Le scelte urbanistiche del sindaco di Rifondazione contestate dai verdi: «O cambia linea o lasciamo la giunta». La Cdl: «Troppo cemento in città»

Silvia Villani

Se in montagna si piantano alberi per evitare frane, a Cinisello Balsamo sono state due magnolie a creare un terremoto nella giunta di centro sinistra guidata da Angelo Zaninello, di Rifondazione. I Verdi, con il segretario cittadino Francesco Casarolli minacciano: «Se l’assessore all’Ecologia, Rosa Riboldi, continuerà a sradicare gli alberi della città e a cementificare prati e parchi, usciremo dalla giunta». A far impallidire il «sole che ride» lo sradicamento di due magnolie in piazza Confalonieri. Peccato che i due alberi fossero di proprietà di un privato.
A infiammare ulteriormente la polemica nel centrosinistra i lavori di ampliamento dell’Auchan in viale Brianza, dove si sta realizzando un colosso, con cinema multisala, centro congressi e alberghi che occuperà oltre 130mila metri quadri con 20mila posti auto. «Auchan, piazza Gramsci, piazza Soncino, via Frova - continua Casarolli - sono i disastri causati dall’amministrazione. C’erano alberi di mezzo secolo che sono stati sradicati per far spazio a spianate di cemento esasperando così le problematiche già esistenti». A fargli eco anche il capogruppo dei Verdi, Silvia Casarolli, che sottolinea come «l’amministrazione non ha ancora dato risposta alle mie due interrogazioni relative al taglio degli alberi in via Cadorna e alla giornata europea senz’auto».
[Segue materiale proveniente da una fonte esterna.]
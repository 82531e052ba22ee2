//! Declarative machine configuration.
//!
//! A [`MachineConfig`] is the serializable description of a machine: its
//! initial state and, for every state, the events it reacts to. Entry
//! actions are code and cannot be serialized, so they are attached after
//! loading through [`MachineConfig::into_builder`].
//!
//! # Example
//!
//! ```rust
//! use waymark::config::MachineConfig;
//!
//! let config = MachineConfig::from_json_str(r#"{
//!     "initial": "red",
//!     "states": {
//!         "red":    { "on": { "TIMER": "green" } },
//!         "green":  { "on": { "TIMER": "yellow" } },
//!         "yellow": { "on": { "TIMER": "red" } }
//!     }
//! }"#).unwrap();
//!
//! let light = config
//!     .into_builder()
//!     .on_enter("green", || println!("Go"))
//!     .build()
//!     .unwrap();
//! light.send("TIMER").unwrap();
//! assert_eq!(light.current_state(), "green");
//! ```

use crate::builder::{ConfigError, StateBuilder, StateMachineBuilder, TableBuilder};
use crate::core::TransitionTable;
use crate::runner::StateMachine;
use serde::{Deserialize, Serialize};
use std::collections::BTreeMap;
use std::path::Path;

/// Serializable description of a machine.
#[derive(Clone, Debug, Default, PartialEq, Eq, Serialize, Deserialize)]
#[serde(deny_unknown_fields)]
pub struct MachineConfig {
    /// State the machine starts in
    pub initial: String,

    /// Maximum number of transitions kept in history; defaults to
    /// [`DEFAULT_HISTORY_LIMIT`](crate::core::DEFAULT_HISTORY_LIMIT)
    #[serde(default, skip_serializing_if = "Option::is_none")]
    pub history_limit: Option<usize>,

    /// States by name
    pub states: BTreeMap<String, StateConfig>,
}

/// Serializable description of one state.
#[derive(Clone, Debug, Default, PartialEq, Eq, Serialize, Deserialize)]
#[serde(deny_unknown_fields)]
pub struct StateConfig {
    /// Event name to destination state
    #[serde(default, skip_serializing_if = "BTreeMap::is_empty")]
    pub on: BTreeMap<String, String>,
}

impl MachineConfig {
    /// Parse a configuration from JSON.
    ///
    /// A repeated event key inside one `on` object keeps its last value.
    pub fn from_json_str(json: &str) -> Result<Self, ConfigError> {
        serde_json::from_str(json).map_err(|e| ConfigError::Parse(e.to_string()))
    }

    /// Read and parse a JSON configuration file.
    pub fn from_path(path: impl AsRef<Path>) -> Result<Self, ConfigError> {
        let path = path.as_ref();
        let json = std::fs::read_to_string(path).map_err(|e| ConfigError::Io {
            path: path.to_path_buf(),
            message: e.to_string(),
        })?;
        let config = Self::from_json_str(&json)?;
        tracing::debug!(
            path = %path.display(),
            states = config.states.len(),
            "loaded machine configuration"
        );
        Ok(config)
    }

    /// Describe an existing table. Entry actions are not carried over.
    pub fn from_table(initial: impl Into<String>, table: &TransitionTable) -> Self {
        let states = table
            .state_names()
            .into_iter()
            .map(|name| {
                let on = table
                    .events(name)
                    .unwrap_or_default()
                    .into_iter()
                    .filter_map(|event| {
                        table
                            .target(name, event)
                            .map(|to| (event.to_string(), to.to_string()))
                    })
                    .collect();
                (name.to_string(), StateConfig { on })
            })
            .collect();

        Self {
            initial: initial.into(),
            history_limit: None,
            states,
        }
    }

    /// Serialize to pretty-printed JSON.
    pub fn to_json_string(&self) -> Result<String, ConfigError> {
        serde_json::to_string_pretty(self).map_err(|e| ConfigError::Serialize(e.to_string()))
    }

    /// Table builder for the configured states.
    pub fn table_builder(&self) -> TableBuilder {
        self.states
            .iter()
            .fold(TableBuilder::new(), |table, (name, state)| {
                table.state(state.on.iter().fold(
                    StateBuilder::new(name.as_str()),
                    |builder, (event, to)| builder.on(event.as_str(), to.as_str()),
                ))
            })
    }

    /// Machine builder for this configuration, ready for entry actions.
    pub fn into_builder(self) -> StateMachineBuilder {
        let builder = StateMachineBuilder::new()
            .table_builder(self.table_builder())
            .initial(self.initial);
        match self.history_limit {
            Some(limit) => builder.history_limit(limit),
            None => builder,
        }
    }

    /// Build a machine without entry actions.
    pub fn build(self) -> Result<StateMachine, ConfigError> {
        self.into_builder().build()
    }
}

#[cfg(test)]
mod tests {
    use super::*;
    use std::cell::Cell;
    use std::rc::Rc;

    const DOOR: &str = r#"{
        "initial": "closed",
        "states": {
            "closed": { "on": { "OPEN": "open" } },
            "open": { "on": { "CLOSE": "closed" } }
        }
    }"#;

    #[test]
    fn parses_source_shaped_config() {
        let config = MachineConfig::from_json_str(DOOR).unwrap();

        assert_eq!(config.initial, "closed");
        assert_eq!(config.history_limit, None);
        assert_eq!(config.states["closed"].on["OPEN"], "open");
    }

    #[test]
    fn missing_on_means_terminal_state() {
        let config = MachineConfig::from_json_str(
            r#"{
                "initial": "start",
                "states": { "start": { "on": { "GO": "end" } }, "end": {} }
            }"#,
        )
        .unwrap();

        let machine = config.build().unwrap();
        machine.send("GO").unwrap();
        assert!(machine.is_terminal());
    }

    #[test]
    fn duplicate_event_keys_last_write_wins() {
        let config = MachineConfig::from_json_str(
            r#"{
                "initial": "red",
                "states": {
                    "red": { "on": { "TIMER": "green", "TIMER": "yellow" } },
                    "green": {},
                    "yellow": {}
                }
            }"#,
        )
        .unwrap();

        assert_eq!(config.states["red"].on["TIMER"], "yellow");
    }

    #[test]
    fn unknown_fields_are_rejected() {
        let result = MachineConfig::from_json_str(
            r#"{ "initial": "a", "states": { "a": { "onEnter": "log" } } }"#,
        );
        assert!(matches!(result, Err(ConfigError::Parse(_))));
    }

    #[test]
    fn malformed_json_is_a_parse_error() {
        let result = MachineConfig::from_json_str("{ not json");
        assert!(matches!(result, Err(ConfigError::Parse(_))));
    }

    #[test]
    fn missing_file_is_an_io_error() {
        let result = MachineConfig::from_path("/nonexistent/waymark/machine.json");
        match result {
            Err(ConfigError::Io { path, .. }) => {
                assert_eq!(path, Path::new("/nonexistent/waymark/machine.json"));
            }
            other => panic!("Expected Io error, got {other:?}"),
        }
    }

    #[test]
    fn from_path_reads_file() {
        let path = std::env::temp_dir()
            .join(format!("waymark-door-{}.json", std::process::id()));
        std::fs::write(&path, DOOR).unwrap();

        let config = MachineConfig::from_path(&path);
        std::fs::remove_file(&path).unwrap();

        assert_eq!(config.unwrap().states.len(), 2);
    }

    #[test]
    fn unknown_initial_state_is_rejected() {
        let mut config = MachineConfig::from_json_str(DOOR).unwrap();
        config.initial = "ajar".to_string();

        assert!(matches!(
            config.build(),
            Err(ConfigError::UnknownInitialState { .. })
        ));
    }

    #[test]
    fn undefined_target_is_rejected() {
        let result = MachineConfig::from_json_str(
            r#"{ "initial": "a", "states": { "a": { "on": { "GO": "b" } } } }"#,
        )
        .unwrap()
        .build();

        assert!(matches!(result, Err(ConfigError::UnknownTarget { .. })));
    }

    #[test]
    fn builder_accepts_entry_actions() {
        let opened = Rc::new(Cell::new(0));
        let counter = Rc::clone(&opened);

        let door = MachineConfig::from_json_str(DOOR)
            .unwrap()
            .into_builder()
            .on_enter("open", move || counter.set(counter.get() + 1))
            .build()
            .unwrap();

        door.send("OPEN").unwrap();
        door.send("CLOSE").unwrap();
        door.send("OPEN").unwrap();
        assert_eq!(opened.get(), 2);
    }

    #[test]
    fn history_limit_is_carried() {
        let mut config = MachineConfig::from_json_str(DOOR).unwrap();
        config.history_limit = Some(5);

        assert_eq!(config.build().unwrap().history().limit(), Some(5));
    }

    #[test]
    fn from_table_describes_table() {
        let config = MachineConfig::from_json_str(DOOR).unwrap();
        let machine = config.clone().build().unwrap();

        assert_eq!(MachineConfig::from_table("closed", machine.table()), config);
    }

    #[test]
    fn json_output_parses_back() {
        let config = MachineConfig::from_json_str(DOOR).unwrap();
        let json = config.to_json_string().unwrap();

        assert_eq!(MachineConfig::from_json_str(&json).unwrap(), config);
    }
}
L’opposizione intanto guarda con favore alla presa di posizione dei Verdi. «Finalmente si sono svegliati - esclama Giuseppe Petrucci, capogruppo di Forza Italia -. Inutile sottolineare che anche il nostro gruppo è contrario alla realizzazione del maxi centro commerciale che sorgerà in una zona dove a poche centinaia di metri ci sono già due multisala e tre supermercati». Da parte sua invece Calogero Bongiovanni, capogruppo di An, ironizza «con questa giunta gli alberi troveranno posto solo sui tetti». Addossando le colpe della cementificazione anche all’ex sindaco Daniela Gasparini, ora assessore in Provincia, il consigliere ha ricordato l’altra grande colata di cemento che minaccia la città, il nuovo centro commerciale che dovrebbe sorgere su 50mila metri quadri all’interno del parco del Grugnotorto. Proprio qui i Verdi sabato e domenica si riuniranno per incontrare i cittadini e discutere della situazione dei giardini nel Nord Milano. Più duro invece il commento di Simone Boiocchi, capogruppo della Lega: «Spero che alle parole dei Verdi seguano i fatti».